All tourist beaches in Qinhuangdao, Hebei province, will become smoke-free if a new draft regulation on smoking is approved by the local government.
If approved, the rule would make Qinhuangdao the first city to ban smoking on beaches.
Drafted by the city’s health commission, the regulation would also ban smoking in all indoor public spaces, workplaces and public transportation vehicles, as well as in some outdoor public areas, including scenic areas and near children’s hospitals, schools and libraries.
E-cigarettes would also be prohibited.
The draft has been released on the city’s website to solicit public opinion.
“By including beaches in the spaces where smoking is banned, we can set a standard for other coastal cities to follow,” Liao Wenke, deputy director of the Chinese Association on Tobacco Control, was quoted as saying by china.caixin.com.
Banning smoking on beaches is an international trend, according to an article on the association’s website.
It said Thailand, a popular destination for coastal tourism, initiated smoking bans on its 24 beaches in February last year.
Wang Na, a 31-year-old from Qinhuangdao who has a 3-year-old daughter, said the smoke-free environment will encourage her to spend weekends with her family on the beaches more often.

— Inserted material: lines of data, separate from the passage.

// SPDX-License-Identifier: Apache-2.0
// Copyright (c) 2025 Stlbatch Contributors

//! Summary report writers (text and JSON)

use crate::export::ExportReport;
use crate::model::Design;
use anyhow::{Context, Result};
use chrono::Local;
use std::fs;
use std::path::Path;
use walkdir::WalkDir;

/// Human-readable summary written into every export folder
pub const SUMMARY_FILE_NAME: &str = "EXPORT_SUMMARY.txt";

/// Structured sibling of the text summary
pub const REPORT_FILE_NAME: &str = "export_report.json";

/// Sorted names of all `.stl` files physically present in `folder`
///
/// The summary listing reflects the folder contents at write time, not the
/// in-memory outcome list; unrelated `.stl` files already in the folder are
/// listed too.
pub fn list_stl_files(folder: &Path) -> Result<Vec<String>> {
    let mut files = Vec::new();

    for entry in WalkDir::new(folder)
        .max_depth(1)
        .into_iter()
        .filter_map(|e| e.ok())
    {
        let path = entry.path();
        if path.is_file() && path.extension().is_some_and(|ext| ext == "stl") {
            if let Some(name) = path.file_name().and_then(|n| n.to_str()) {
                files.push(name.to_string());
            }
        }
    }

    files.sort();
    Ok(files)
}

/// Write `EXPORT_SUMMARY.txt` for a finished batch run
pub fn write_summary(design: &Design, folder: &Path, report: &ExportReport) -> Result<()> {
    let mut text = String::new();

    text.push_str("STL EXPORT SUMMARY\n");
    text.push_str(&"=".repeat(50));
    text.push('\n');
    text.push_str(&format!(
        "Export Date: {}\n",
        Local::now().format("%Y-%m-%d %H:%M:%S")
    ));
    text.push_str(&format!("Design Name: {}\n", design.name()));
    text.push_str(&format!("Total Files Exported: {}\n", report.success_count()));
    text.push_str(&format!("Export Location: {}\n", folder.display()));
    text.push('\n');

    text.push_str("EXPORTED FILES:\n");
    text.push_str(&"-".repeat(30));
    text.push('\n');
    for file in list_stl_files(folder)? {
        text.push_str(&file);
        text.push('\n');
    }

    if report.failed > 0 {
        text.push('\n');
        text.push_str("FAILED EXPORTS:\n");
        text.push_str(&"-".repeat(30));
        text.push('\n');
        for failure in report.failures() {
            let reason = failure.error.as_deref().unwrap_or("unknown");
            text.push_str(&format!("{}: {}\n", failure.target, reason));
        }
    }

    text.push('\n');
    text.push_str("NOTES:\n");
    text.push_str("- Files are exported in binary STL format\n");
    text.push_str("- High mesh refinement used for quality\n");
    text.push_str("- Invalid characters in names replaced with '_'\n");

    let summary_path = folder.join(SUMMARY_FILE_NAME);
    fs::write(&summary_path, text)
        .context(format!("Failed to write summary: {}", summary_path.display()))?;

    Ok(())
}

/// Write the structured report as pretty JSON
pub fn write_json_report(report: &ExportReport, path: &Path) -> Result<()> {
    let json = serde_json::to_string_pretty(report)?;
    fs::write(path, json).context(format!("Failed to write report: {}", path.display()))?;
    Ok(())
}
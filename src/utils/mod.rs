// SPDX-License-Identifier: Apache-2.0
// Copyright (c) 2025 Stlbatch Contributors

//! Small shared helpers

mod filename;

pub use filename::sanitize_filename;
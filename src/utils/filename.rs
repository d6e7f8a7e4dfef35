// SPDX-License-Identifier: Apache-2.0
// Copyright (c) 2025 Stlbatch Contributors

//! Filename sanitization

/// Characters that are invalid in filenames on at least one supported platform
const INVALID_CHARS: [char; 9] = ['<', '>', ':', '"', '/', '\\', '|', '?', '*'];

/// Replace every invalid filename character in `name` with `_`
///
/// Length-preserving; resulting collisions between distinct names are not
/// deduplicated, later writes overwrite earlier ones.
pub fn sanitize_filename(name: &str) -> String {
    name.chars()
        .map(|c| if INVALID_CHARS.contains(&c) { '_' } else { c })
        .collect()
}
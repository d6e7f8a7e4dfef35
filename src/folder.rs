// SPDX-License-Identifier: Apache-2.0
// Copyright (c) 2025 Stlbatch Contributors

//! Export folder provisioning

use anyhow::{Context, Result};
use chrono::{DateTime, Local};
use std::fs;
use std::path::{Path, PathBuf};

/// Prefix of every export folder created by this crate
pub const EXPORT_FOLDER_PREFIX: &str = "Fusion_STL_Export_";

/// Folder name for a run started at `timestamp`
///
/// Two runs within the same second map to the same name.
pub fn export_folder_name(timestamp: DateTime<Local>) -> String {
    format!("{}{}", EXPORT_FOLDER_PREFIX, timestamp.format("%Y%m%d_%H%M%S"))
}

/// Create a fresh timestamped export folder under `base` and return its path
pub fn provision_export_folder(base: &Path) -> Result<PathBuf> {
    let path = base.join(export_folder_name(Local::now()));

    fs::create_dir_all(&path)
        .context(format!("Failed to create export folder: {}", path.display()))?;

    Ok(path)
}

/// Default export base: the `Desktop` folder under the user's home directory
pub fn default_export_base() -> Result<PathBuf> {
    dirs::home_dir()
        .map(|home| home.join("Desktop"))
        .context("Could not resolve the user home directory")
}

“I don’t like the smell of cigarettes and hate to let my daughter be exposed to it,” Wang said, adding that she often sees discarded cigarette butts on the sand.
Located about 250 kilometers east of Beijing, Qinhuangdao, on the shore of the Bohai Sea, is one of the most popular coastal cities in northern China.
According to the Qinhuangdao Bureau of Statistics, the city received more than 60 million tourists from home and abroad last year, an increase of 19 percent year-on-year.
“The challenge is to enhance the public’s awareness of smoking and to make smokers abide by the regulation,” Liao said. He added that the authorities should strengthen publicity about the harm done by cigarettes and tobacco.
To create a smoke-free environment, 18 Chinese cities had carried out anti-smoking regulations by the end of 2017, covering one-10th of the population, according to the National Health Commission.
The regulation in Beijing, one of the toughest, has had an effect. From 2015 to 2018, the rate of discovering smoking or cigarette butts in public spaces in Beijing was cut from 28.7 percent to 4.9 percent of spaces inspected, according to an article on the tobacco control association’s website.